▶ **Work instruction**: The lines you return should be those containing the string "members", taken from the data below.

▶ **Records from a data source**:
----

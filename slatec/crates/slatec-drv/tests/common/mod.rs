//! Syntax-tree construction helpers for the end-to-end tests.
//!
//! The parser is an external collaborator, so tests assemble the trees
//! it would produce by hand.

use slatec_ast as ast;
use slatec_util::{FileId, Span, Symbol};

pub fn sym(s: &str) -> Symbol {
    Symbol::intern(s)
}

pub fn named(s: &str) -> ast::TypeExpr {
    ast::TypeExpr::Named(ast::ScopedName::plain(sym(s), Span::DUMMY))
}

pub fn ptr_to(t: ast::TypeExpr) -> ast::TypeExpr {
    ast::TypeExpr::Pointer {
        pointee: Box::new(t),
        is_const: false,
        span: Span::DUMMY,
    }
}

pub fn int(v: i64) -> ast::Expr {
    ast::Expr::Literal(ast::Literal {
        kind: ast::LitKind::Int(v),
        span: Span::DUMMY,
    })
}

pub fn boolean(v: bool) -> ast::Expr {
    ast::Expr::Literal(ast::Literal {
        kind: ast::LitKind::Bool(v),
        span: Span::DUMMY,
    })
}

pub fn name(s: &str) -> ast::Expr {
    ast::Expr::Name(ast::ScopedName::plain(sym(s), Span::DUMMY))
}

pub fn generic_name_expr(s: &str, args: Vec<ast::GenericArg>) -> ast::Expr {
    ast::Expr::Name(ast::ScopedName {
        qualifiers: Vec::new(),
        name: sym(s),
        generic_args: args,
        span: Span::DUMMY,
    })
}

pub fn call(callee: ast::Expr, args: Vec<ast::Expr>) -> ast::Expr {
    ast::Expr::Call(ast::CallExpr {
        callee: Box::new(callee),
        args,
        span: Span::DUMMY,
    })
}

pub fn binary(op: ast::BinaryOp, lhs: ast::Expr, rhs: ast::Expr) -> ast::Expr {
    ast::Expr::Binary(ast::BinaryExpr {
        op,
        lhs: Box::new(lhs),
        rhs: Box::new(rhs),
        span: Span::DUMMY,
    })
}

pub fn unary(op: ast::UnaryOp, operand: ast::Expr) -> ast::Expr {
    ast::Expr::Unary(ast::UnaryExpr {
        op,
        operand: Box::new(operand),
        span: Span::DUMMY,
    })
}

pub fn member(base: ast::Expr, field: &str) -> ast::Expr {
    ast::Expr::Member(ast::MemberExpr {
        base: Box::new(base),
        member: sym(field),
        arrow: false,
        span: Span::DUMMY,
    })
}

pub fn cast(operand: ast::Expr, target: ast::TypeExpr) -> ast::Expr {
    ast::Expr::Cast(ast::CastExpr {
        operand: Box::new(operand),
        target,
        span: Span::DUMMY,
    })
}

pub fn class_init(class: &str, fields: Vec<(&str, ast::Expr)>) -> ast::Expr {
    ast::Expr::ClassInit(ast::ClassInitExpr {
        class: ast::ScopedName::plain(sym(class), Span::DUMMY),
        fields: fields
            .into_iter()
            .map(|(name, value)| ast::FieldInit {
                name: sym(name),
                value,
                span: Span::DUMMY,
            })
            .collect(),
        span: Span::DUMMY,
    })
}

pub fn let_stmt(name: &str, ty: Option<ast::TypeExpr>, init: Option<ast::Expr>) -> ast::Stmt {
    ast::Stmt::Let(ast::LetStmt {
        name: sym(name),
        ty,
        init,
        is_const: false,
        span: Span::DUMMY,
    })
}

pub fn assign(target: ast::Expr, value: ast::Expr) -> ast::Stmt {
    ast::Stmt::Expr(ast::Expr::Assign(ast::AssignExpr {
        op: None,
        target: Box::new(target),
        value: Box::new(value),
        span: Span::DUMMY,
    }))
}

pub fn expr_stmt(expr: ast::Expr) -> ast::Stmt {
    ast::Stmt::Expr(expr)
}

pub fn ret(expr: Option<ast::Expr>) -> ast::Stmt {
    ast::Stmt::Return(expr, Span::DUMMY)
}

pub fn block(stmts: Vec<ast::Stmt>) -> ast::Block {
    ast::Block {
        stmts,
        span: Span::DUMMY,
    }
}

pub fn function(
    name: &str,
    params: Vec<(&str, ast::TypeExpr)>,
    ret_ty: Option<ast::TypeExpr>,
    body: Vec<ast::Stmt>,
) -> ast::FunctionDecl {
    ast::FunctionDecl {
        name: sym(name),
        generics: Vec::new(),
        params: params
            .into_iter()
            .map(|(name, ty)| ast::ParamDecl {
                name: sym(name),
                ty,
                span: Span::DUMMY,
            })
            .collect(),
        variadic: false,
        ret: ret_ty,
        body: Some(block(body)),
        is_static: false,
        span: Span::DUMMY,
    }
}

pub fn generic_function(
    name: &str,
    generics: Vec<&str>,
    params: Vec<(&str, ast::TypeExpr)>,
    ret_ty: Option<ast::TypeExpr>,
    body: Vec<ast::Stmt>,
) -> ast::FunctionDecl {
    let mut decl = function(name, params, ret_ty, body);
    decl.generics = generics
        .into_iter()
        .map(|g| ast::GenericParamDecl {
            name: sym(g),
            kind: ast::GenericParamKind::Type,
            span: Span::DUMMY,
        })
        .collect();
    decl
}

pub fn property(name: &str, ty: ast::TypeExpr) -> ast::ClassMember {
    ast::ClassMember::Property(ast::PropertyDecl {
        name: sym(name),
        ty,
        span: Span::DUMMY,
    })
}

pub fn method(decl: ast::FunctionDecl) -> ast::ClassMember {
    ast::ClassMember::Method(decl)
}

pub fn class(name: &str, parents: Vec<&str>, members: Vec<ast::ClassMember>) -> ast::ClassDecl {
    ast::ClassDecl {
        name: sym(name),
        generics: Vec::new(),
        parents: parents
            .into_iter()
            .map(|p| ast::ScopedName::plain(sym(p), Span::DUMMY))
            .collect(),
        members,
        span: Span::DUMMY,
    }
}

pub fn unit(items: Vec<ast::Item>) -> ast::Unit {
    ast::Unit {
        file: FileId(0),
        items,
    }
}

----

▶ **Answer section**:
pub fn class(name: &str, parents: Vec<&str>, members: Vec<ast::ClassMember>) -> ast::ClassDecl {
        members,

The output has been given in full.